MIELKE AND THE WALL
Inside Views of the GDR State Security
Author & Director:Daniel Ast | Juergen Ast | Hans-Hermann Hertle
Commissioning Editors:Rolf Bergmann | Jens Stubenrauch | Mathias Werth | Joerg Seibold
Duration:45'
Producer:Daniel Ast
Coproduction:astfilm pictures UG | RBB | WDR | DW // ARD | funded with means of the Federal Foundation for the reappraise of the SED-Dictatorship
The building of the Wall - a stroke of luck for Erich Mielke and his State Security. The Wall - their guarantee of power, their elixir of life. From August 13, 1961 to November 9, 1989, tens of thousands of Stasi people under the leadership of their notorious boss Erich Mielke had only one goal: to make the Wall untouchable, insuperable and unassailable for its own people.
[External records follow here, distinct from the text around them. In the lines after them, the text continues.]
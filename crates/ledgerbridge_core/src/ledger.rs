//! Account/transaction operations for the presentation layer.
//!
//! [`AccountLedger::persist`] takes the compound payload
//!
//! ```json
//! {
//!   "account": { "uId": "A1", "name": "Checking", "mask": "1234" },
//!   "transactions": [ { "uId": "T1", "name": "Coffee", "location": "Downtown" } ]
//! }
//! ```
//!
//! and writes it on a background context in one save. Reads run on the
//! foreground context.

use crate::codec::Record;
use crate::context::Context;
use crate::error::{CoreError, CoreResult};
use crate::model::{Account, Entity, Transaction};
use crate::object::ObjectId;
use crate::predicate::Predicate;
use crate::query::SortDescriptor;
use crate::relationship::RelationshipResolver;
use crate::store::PersistentStore;
use serde_json::Value;
use tracing::{info, warn};

/// A transaction record that could not be stored.
#[derive(Debug, Clone, PartialEq, Eq)]
pub struct TransactionFailure {
    /// Position in the payload's `transactions` array.
    pub index: usize,
    /// The record's `uId`, when it had a readable one.
    pub uid: Option<String>,
    /// Why it was rejected.
    pub reason: String,
}

/// Result of [`AccountLedger::persist`].
#[derive(Debug, Clone, PartialEq, Eq)]
pub enum PersistOutcome {
    /// The account and every transaction were saved.
    Complete {
        /// The account, bound to the foreground context.
        account: Account,
    },
    /// The account and the valid transactions were saved; the rest were
    /// rejected.
    Partial {
        /// The account, bound to the foreground context.
        account: Account,
        /// Rejected transaction records.
        failures: Vec<TransactionFailure>,
    },
}

impl PersistOutcome {
    /// The persisted account.
    #[must_use]
    pub fn account(&self) -> &Account {
        match self {
            Self::Complete { account } | Self::Partial { account, .. } => account,
        }
    }

    /// Whether every transaction was saved.
    #[must_use]
    pub fn is_complete(&self) -> bool {
        matches!(self, Self::Complete { .. })
    }

    /// Rejected transaction records; empty when complete.
    #[must_use]
    pub fn failures(&self) -> &[TransactionFailure] {
        match self {
            Self::Complete { .. } => &[],
            Self::Partial { failures, .. } => failures,
        }
    }
}

/// The presentation-facing surface over a [`PersistentStore`].
#[derive(Debug)]
pub struct AccountLedger {
    store: PersistentStore,
}

impl AccountLedger {
    /// Wraps an open store.
    #[must_use]
    pub fn new(store: PersistentStore) -> Self {
        Self { store }
    }

    /// The underlying store.
    #[must_use]
    pub fn store(&self) -> &PersistentStore {
        &self.store
    }

    /// Upserts the payload's account and transactions by `uId`, attaches
    /// every transaction to the account, and saves once.
    ///
    /// Transaction records that cannot be decoded are reported in
    /// [`PersistOutcome::Partial`]; the rest are saved. A uniqueness
    /// conflict with a concurrent writer is retried once.
    ///
    /// # Errors
    ///
    /// - `InvalidRequest` when `account` is missing, not an object or has no
    ///   `uId`, or when `transactions` is present but not an array
    /// - the save failure, with nothing written
    pub fn persist(&self, payload: &Value) -> CoreResult<PersistOutcome> {
        let (account, transactions) = split_payload(payload)?;

        let mut retried = false;
        let (account_id, failures) = loop {
            let account = account.clone();
            let transactions = transactions.clone();
            let result = self
                .store
                .perform_background_task(move |ctx| write_batch(ctx, &account, &transactions))?;
            match result {
                Err(err @ CoreError::UniqueConflict { .. }) if !retried => {
                    warn!(error = %err, "persist conflicted with a concurrent save; retrying");
                    retried = true;
                }
                other => break other?,
            }
        };

        let account: Account = self
            .store
            .foreground_context()
            .object(account_id)?
            .ok_or_else(|| CoreError::no_data(format!("account {account_id} vanished after save")))?;
        info!(
            uid = account.uid.as_deref().unwrap_or_default(),
            rejected = failures.len(),
            "account persisted"
        );

        Ok(if failures.is_empty() {
            PersistOutcome::Complete { account }
        } else {
            PersistOutcome::Partial { account, failures }
        })
    }

    /// Every account, sorted by name.
    ///
    /// # Errors
    ///
    /// Returns the fetch failure.
    pub fn fetch_accounts(&self) -> CoreResult<Vec<Account>> {
        self.store
            .foreground_context()
            .fetch(None, &[SortDescriptor::ascending("name")])
    }

    /// Transactions owned by the account with `account_uid`, in creation
    /// order.
    ///
    /// # Errors
    ///
    /// Returns `NoData` when no such account exists.
    pub fn fetch_transactions(&self, account_uid: &str) -> CoreResult<Vec<Transaction>> {
        let ctx = self.store.foreground_context();
        let account: Account = ctx.fetch_one(Some(&Predicate::eq("uId", account_uid)))?;
        RelationshipResolver::new(ctx).children(&account)
    }

    /// Free-text search over account names and masks.
    ///
    /// # Errors
    ///
    /// Returns the fetch failure.
    pub fn search_accounts(&self, text: &str) -> CoreResult<Vec<Account>> {
        self.store.foreground_context().search(text)
    }

    /// Free-text search over transaction names and locations.
    ///
    /// # Errors
    ///
    /// Returns the fetch failure.
    pub fn search_transactions(&self, text: &str) -> CoreResult<Vec<Transaction>> {
        self.store.foreground_context().search(text)
    }

    /// Deletes entities of `T` whose fields equal every given value. An
    /// empty mapping deletes every entity of `T`.
    ///
    /// Returns the number deleted.
    ///
    /// # Errors
    ///
    /// Returns `DataFetchFailed` for an unknown field, or the delete
    /// failure.
    pub fn delete<T, I, K, V>(&self, fields: I) -> CoreResult<usize>
    where
        T: Entity,
        I: IntoIterator<Item = (K, V)>,
        K: Into<String>,
        V: Into<String>,
    {
        let predicate = match Predicate::from_fields(fields) {
            Predicate::And(clauses) if clauses.is_empty() => None,
            predicate => Some(predicate),
        };
        self.store
            .foreground_context()
            .batch_delete::<T>(predicate.as_ref())
    }
}

fn split_payload(payload: &Value) -> CoreResult<(Record, Vec<Value>)> {
    let account = payload
        .get("account")
        .ok_or_else(|| CoreError::invalid_request("payload has no `account`"))?
        .as_object()
        .ok_or_else(|| CoreError::invalid_request("`account` must be an object"))?
        .clone();
    let transactions = match payload.get("transactions") {
        None | Some(Value::Null) => Vec::new(),
        Some(Value::Array(items)) => items.clone(),
        Some(_) => return Err(CoreError::invalid_request("`transactions` must be an array")),
    };
    Ok((account, transactions))
}

/// Runs on a background context: one save for the whole payload.
fn write_batch(
    ctx: &Context,
    account: &Record,
    transactions: &[Value],
) -> CoreResult<(ObjectId, Vec<TransactionFailure>)> {
    let outcome = stage_batch(ctx, account, transactions);
    if outcome.is_err() {
        ctx.rollback();
    }
    outcome
}

fn stage_batch(
    ctx: &Context,
    account: &Record,
    transactions: &[Value],
) -> CoreResult<(ObjectId, Vec<TransactionFailure>)> {
    let account: Account = ctx.upsert_record(account)?;
    let mut resolver = RelationshipResolver::new(ctx);
    let mut failures = Vec::new();

    for (index, value) in transactions.iter().enumerate() {
        let staged = value
            .as_object()
            .ok_or_else(|| CoreError::invalid_request("transaction record must be an object"))
            .and_then(|record| ctx.upsert_record::<Transaction>(record))
            .and_then(|mut transaction| {
                resolver
                    .attach_child(&account, &mut transaction)
                    .inspect_err(|_| ctx.revert(transaction.id()))
            });
        if let Err(err) = staged {
            warn!(index, error = %err, "transaction record rejected");
            failures.push(TransactionFailure {
                index,
                uid: value.get("uId").and_then(Value::as_str).map(str::to_string),
                reason: err.to_string(),
            });
        }
    }

    resolver.commit()?;
    Ok((account.id(), failures))
}

#[cfg(test)]
mod tests {
    use super::*;
    use serde_json::json;

    fn ledger() -> AccountLedger {
        AccountLedger::new(PersistentStore::open_in_memory().unwrap())
    }

    fn scenario() -> Value {
        json!({
            "account": {"uId": "A1", "name": "Checking", "mask": "1234"},
            "transactions": [{"uId": "T1", "name": "Coffee", "location": "Downtown"}]
        })
    }

    #[test]
    fn persist_links_transactions() {
        let ledger = ledger();
        let outcome = ledger.persist(&scenario()).unwrap();
        assert!(outcome.is_complete());
        assert_eq!(outcome.account().uid.as_deref(), Some("A1"));

        let transactions = ledger.fetch_transactions("A1").unwrap();
        assert_eq!(transactions.len(), 1);
        assert_eq!(transactions[0].uid.as_deref(), Some("T1"));
        assert_eq!(transactions[0].account(), Some(outcome.account().id()));
    }

    #[test]
    fn persist_twice_keeps_one_account() {
        let ledger = ledger();
        ledger.persist(&scenario()).unwrap();
        ledger.persist(&scenario()).unwrap();
        assert_eq!(ledger.fetch_accounts().unwrap().len(), 1);
        assert_eq!(ledger.fetch_transactions("A1").unwrap().len(), 1);
    }

    #[test]
    fn missing_account_is_invalid_request() {
        let ledger = ledger();
        let err = ledger
            .persist(&json!({"transactions": [{"uId": "T1"}]}))
            .unwrap_err();
        assert!(matches!(err, CoreError::InvalidRequest { .. }));
        assert_eq!(ledger.store().object_count().unwrap(), 0);
    }

    #[test]
    fn missing_transactions_means_none() {
        let ledger = ledger();
        let outcome = ledger
            .persist(&json!({"account": {"uId": "A1", "name": "Checking"}}))
            .unwrap();
        assert!(outcome.is_complete());
        assert!(ledger.fetch_transactions("A1").unwrap().is_empty());
    }

    #[test]
    fn bad_transaction_is_reported_not_swallowed() {
        let ledger = ledger();
        let outcome = ledger
            .persist(&json!({
                "account": {"uId": "A1"},
                "transactions": [
                    {"uId": "T1", "name": "Coffee"},
                    {"uId": "T2", "name": 7},
                    "not a record"
                ]
            }))
            .unwrap();
        assert!(!outcome.is_complete());
        let failures = outcome.failures();
        assert_eq!(failures.len(), 2);
        assert_eq!(failures[0].index, 1);
        assert_eq!(failures[0].uid.as_deref(), Some("T2"));
        assert_eq!(failures[1].uid, None);
        assert_eq!(ledger.fetch_transactions("A1").unwrap().len(), 1);
    }

    #[test]
    fn unattachable_transaction_is_not_saved() {
        use crate::config::Config;
        use crate::schema::{DeleteRule, EntityDescription, Schema};

        let schema = Schema::new()
            .with_entity::<Account>()
            .entity(EntityDescription::new("Vault").attribute("uId").identity("uId"))
            .entity(
                EntityDescription::new("Transaction")
                    .attribute("uId")
                    .attribute("name")
                    .attribute("location")
                    .identity("uId")
                    .relationship("account", "Vault", DeleteRule::Nullify),
            );
        let store = PersistentStore::open_with_backend(
            Config::default().sync_on_commit(false).schema(schema),
            Box::new(ledgerbridge_storage::InMemoryBackend::new()),
        )
        .unwrap();
        let ctx = store.foreground_context();
        let mut existing = Record::new();
        existing.insert("uId".into(), "T0".into());
        existing.insert("name".into(), "Old".into());
        ctx.upsert_record::<Transaction>(&existing).unwrap();
        assert!(ctx.save());

        let ledger = AccountLedger::new(store);
        let outcome = ledger
            .persist(&json!({
                "account": {"uId": "A1"},
                "transactions": [{"uId": "T0", "name": "New"}, {"uId": "T1", "name": "Coffee"}]
            }))
            .unwrap();
        assert_eq!(outcome.failures().len(), 2);
        assert_eq!(ledger.fetch_accounts().unwrap().len(), 1);

        let ctx = ledger.store().foreground_context();
        let left: Vec<Transaction> = ctx.fetch(None, &[]).unwrap();
        assert_eq!(left.len(), 1);
        assert_eq!(left[0].name.as_deref(), Some("Old"));
        assert!(!ctx.has_changes());
    }

    #[test]
    fn fetch_transactions_for_unknown_account_is_no_data() {
        assert!(matches!(
            ledger().fetch_transactions("nobody"),
            Err(CoreError::NoData { .. })
        ));
    }

    #[test]
    fn delete_by_fields_cascades_to_transactions() {
        let ledger = ledger();
        ledger.persist(&scenario()).unwrap();
        ledger
            .persist(&json!({"account": {"uId": "A2", "name": "Savings"}}))
            .unwrap();

        assert_eq!(ledger.delete::<Account, _, _, _>([("uId", "A1")]).unwrap(), 1);
        assert_eq!(ledger.fetch_accounts().unwrap().len(), 1);
        assert!(ledger.search_transactions("coffee").unwrap().is_empty());
    }

    #[test]
    fn search_helpers() {
        let ledger = ledger();
        ledger.persist(&scenario()).unwrap();
        assert_eq!(ledger.search_accounts("check 1234").unwrap().len(), 1);
        assert_eq!(ledger.search_transactions("COFFEE downtown").unwrap().len(), 1);
        assert!(ledger.search_transactions("coffee uptown").unwrap().is_empty());
    }
}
From the perspective of the Mielke empire, the film tells the story of an existential-symbiotic relationship that is illuminated for the first time in such an exemplary and coherent way. From what is probably the most sensitive chapter, the deaths at the Wall and the cover-up and concealment of these murders wherever possible, from the arrests and imprisonment of thousands of refugees to lesser-known chapters such as the Stasi's elaborate measures against the tunnel diggers or from the "filtration" of Western entry traffic at the border crossings to recruit unofficial collaborators. Everywhere, Mielke's specialists, and often he himself, had a hand in it. Mielke's power grew as the Wall and the border system were perfected. Throughout the country, Stasi employees and informers followed up on even the smallest hint of possible escapes.
For Mielke and the Stasi, the walling-in of the population created ever new fields of activity - and new enemies: the "Republic fugitive," the "border violator," the Western "escape helper," the "criminal human trafficking gangs," and later the "person willing to leave the country." With his own people in his sights, Stasi chief Erich Mielke saw these "incorrigibles" as dangerous "festering sores" that had to be watched, "pushed back," "destroyed," arrested and, in extreme cases, "eliminated" with every means and possibility at his disposal. The Stasi made itself indispensable in securing what GDR propaganda called the "anti-fascist protective wall." The Wall became its foundation, its main field of activity, its daily bread.
While the GDR owed its continued existence to the construction of the Wall and Mielke's empire owed its heyday to the "anti-fascist protective wall," the fall of the Wall brought both down in one fell swoop without a sound. The irony of history - on November 9, 1989, a Stasi man opened the barrier on Bornholmer Strasse and with it the Berlin Wall.